__DATASET RECORDS__:
++++++
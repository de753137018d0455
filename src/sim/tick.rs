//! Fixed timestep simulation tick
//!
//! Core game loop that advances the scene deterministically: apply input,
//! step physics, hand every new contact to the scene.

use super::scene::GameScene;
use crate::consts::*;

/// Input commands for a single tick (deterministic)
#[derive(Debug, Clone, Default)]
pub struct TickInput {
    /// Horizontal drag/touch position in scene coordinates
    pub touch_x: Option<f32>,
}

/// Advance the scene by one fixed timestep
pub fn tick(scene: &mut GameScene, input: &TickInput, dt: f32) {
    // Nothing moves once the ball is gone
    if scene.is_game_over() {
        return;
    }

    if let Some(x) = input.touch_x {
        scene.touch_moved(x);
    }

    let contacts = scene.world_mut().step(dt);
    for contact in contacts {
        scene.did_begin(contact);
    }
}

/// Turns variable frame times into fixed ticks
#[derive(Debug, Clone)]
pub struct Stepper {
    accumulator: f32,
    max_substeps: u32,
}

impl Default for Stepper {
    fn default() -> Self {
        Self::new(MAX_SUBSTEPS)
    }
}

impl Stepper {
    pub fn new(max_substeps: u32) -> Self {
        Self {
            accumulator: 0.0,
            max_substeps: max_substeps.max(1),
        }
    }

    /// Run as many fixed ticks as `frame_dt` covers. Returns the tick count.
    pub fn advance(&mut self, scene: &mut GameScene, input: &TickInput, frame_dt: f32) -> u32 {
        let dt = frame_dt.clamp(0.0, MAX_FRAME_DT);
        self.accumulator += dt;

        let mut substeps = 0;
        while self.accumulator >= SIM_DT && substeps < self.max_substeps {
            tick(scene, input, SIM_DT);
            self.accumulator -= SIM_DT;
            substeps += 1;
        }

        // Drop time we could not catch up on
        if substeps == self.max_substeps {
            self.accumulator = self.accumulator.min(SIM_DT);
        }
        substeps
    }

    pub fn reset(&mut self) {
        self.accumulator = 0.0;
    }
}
++++++
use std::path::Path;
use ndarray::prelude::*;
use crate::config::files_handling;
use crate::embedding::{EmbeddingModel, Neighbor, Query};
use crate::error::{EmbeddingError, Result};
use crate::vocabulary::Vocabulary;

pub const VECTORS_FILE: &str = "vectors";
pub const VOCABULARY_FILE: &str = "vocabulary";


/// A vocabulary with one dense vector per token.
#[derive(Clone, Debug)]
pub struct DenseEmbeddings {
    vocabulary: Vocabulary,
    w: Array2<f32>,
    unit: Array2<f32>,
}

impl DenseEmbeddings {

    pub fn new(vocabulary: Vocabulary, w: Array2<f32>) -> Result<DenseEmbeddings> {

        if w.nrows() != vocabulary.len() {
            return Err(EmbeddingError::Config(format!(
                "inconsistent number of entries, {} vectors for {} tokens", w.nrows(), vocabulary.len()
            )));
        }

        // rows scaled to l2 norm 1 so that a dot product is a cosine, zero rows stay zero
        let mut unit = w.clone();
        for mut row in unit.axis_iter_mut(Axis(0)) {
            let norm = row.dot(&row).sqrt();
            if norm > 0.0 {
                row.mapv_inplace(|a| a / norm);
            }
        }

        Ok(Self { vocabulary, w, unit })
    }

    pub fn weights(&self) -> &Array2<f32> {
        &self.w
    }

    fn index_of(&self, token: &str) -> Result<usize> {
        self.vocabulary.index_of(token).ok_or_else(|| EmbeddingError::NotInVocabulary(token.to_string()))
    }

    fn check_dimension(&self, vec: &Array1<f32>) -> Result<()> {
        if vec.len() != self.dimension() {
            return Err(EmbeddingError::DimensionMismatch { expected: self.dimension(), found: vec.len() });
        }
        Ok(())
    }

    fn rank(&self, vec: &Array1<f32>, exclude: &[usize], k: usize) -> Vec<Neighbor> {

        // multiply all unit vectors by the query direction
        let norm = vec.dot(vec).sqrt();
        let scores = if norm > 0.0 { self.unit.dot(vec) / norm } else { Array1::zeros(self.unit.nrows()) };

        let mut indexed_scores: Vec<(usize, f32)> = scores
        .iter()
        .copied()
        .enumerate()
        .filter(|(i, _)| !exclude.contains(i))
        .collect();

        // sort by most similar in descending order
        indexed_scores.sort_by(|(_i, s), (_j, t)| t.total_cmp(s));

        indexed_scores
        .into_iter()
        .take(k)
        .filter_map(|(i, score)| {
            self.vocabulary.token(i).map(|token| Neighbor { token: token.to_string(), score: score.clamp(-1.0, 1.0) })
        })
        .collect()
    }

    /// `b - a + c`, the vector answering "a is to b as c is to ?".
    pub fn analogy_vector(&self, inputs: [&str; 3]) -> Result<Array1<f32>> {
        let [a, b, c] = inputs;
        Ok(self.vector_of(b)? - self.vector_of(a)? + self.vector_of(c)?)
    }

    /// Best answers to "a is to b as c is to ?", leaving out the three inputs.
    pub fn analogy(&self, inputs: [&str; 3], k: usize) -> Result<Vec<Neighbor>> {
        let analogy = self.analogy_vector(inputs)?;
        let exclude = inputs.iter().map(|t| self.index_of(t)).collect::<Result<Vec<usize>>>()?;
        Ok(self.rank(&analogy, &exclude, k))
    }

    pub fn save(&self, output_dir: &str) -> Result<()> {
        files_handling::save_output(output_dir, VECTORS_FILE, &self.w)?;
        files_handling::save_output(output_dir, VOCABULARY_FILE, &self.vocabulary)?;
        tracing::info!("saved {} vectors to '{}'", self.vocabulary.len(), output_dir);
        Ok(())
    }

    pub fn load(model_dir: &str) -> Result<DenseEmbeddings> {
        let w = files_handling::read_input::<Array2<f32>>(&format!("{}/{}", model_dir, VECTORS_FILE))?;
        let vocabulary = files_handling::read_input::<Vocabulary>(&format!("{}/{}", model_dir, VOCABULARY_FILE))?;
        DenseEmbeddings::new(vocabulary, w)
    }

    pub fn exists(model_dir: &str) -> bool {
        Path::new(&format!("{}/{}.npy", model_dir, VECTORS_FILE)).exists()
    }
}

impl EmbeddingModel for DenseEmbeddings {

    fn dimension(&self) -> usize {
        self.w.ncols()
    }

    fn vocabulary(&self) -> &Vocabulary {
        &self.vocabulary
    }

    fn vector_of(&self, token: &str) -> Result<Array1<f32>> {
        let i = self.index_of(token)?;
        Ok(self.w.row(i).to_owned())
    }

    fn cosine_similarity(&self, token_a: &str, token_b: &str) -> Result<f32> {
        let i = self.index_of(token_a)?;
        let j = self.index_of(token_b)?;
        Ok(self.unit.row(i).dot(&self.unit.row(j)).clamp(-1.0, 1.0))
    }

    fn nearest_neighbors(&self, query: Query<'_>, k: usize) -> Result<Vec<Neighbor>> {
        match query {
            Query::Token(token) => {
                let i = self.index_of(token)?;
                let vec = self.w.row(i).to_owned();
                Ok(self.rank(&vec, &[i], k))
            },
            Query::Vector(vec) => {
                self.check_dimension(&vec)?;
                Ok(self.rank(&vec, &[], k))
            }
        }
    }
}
++++++
__WORK INSTRUCTIONS__: From the entries above, return exactly the line containing "ball is gone", the line containing "let mut substeps = 0;", and all lines between, and nothing else.

__RESULT__:
    // Nothing moves once the ball is gone
    if scene.is_game_over() {
        return;
    }

    if let Some(x) = input.touch_x {
        scene.touch_moved(x);
    }

    let contacts = scene.world_mut().step(dt);
    for contact in contacts {
        scene.did_begin(contact);
    }
}

/// Turns variable frame times into fixed ticks
#[derive(Debug, Clone)]
pub struct Stepper {
    accumulator: f32,
    max_substeps: u32,
}

impl Default for Stepper {
    fn default() -> Self {
        Self::new(MAX_SUBSTEPS)
    }
}

impl Stepper {
    pub fn new(max_substeps: u32) -> Self {
        Self {
            accumulator: 0.0,
            max_substeps: max_substeps.max(1),
        }
    }

    /// Run as many fixed ticks as `frame_dt` covers. Returns the tick count.
    pub fn advance(&mut self, scene: &mut GameScene, input: &TickInput, frame_dt: f32) -> u32 {
        let dt = frame_dt.clamp(0.0, MAX_FRAME_DT);
        self.accumulator += dt;

        let mut substeps = 0;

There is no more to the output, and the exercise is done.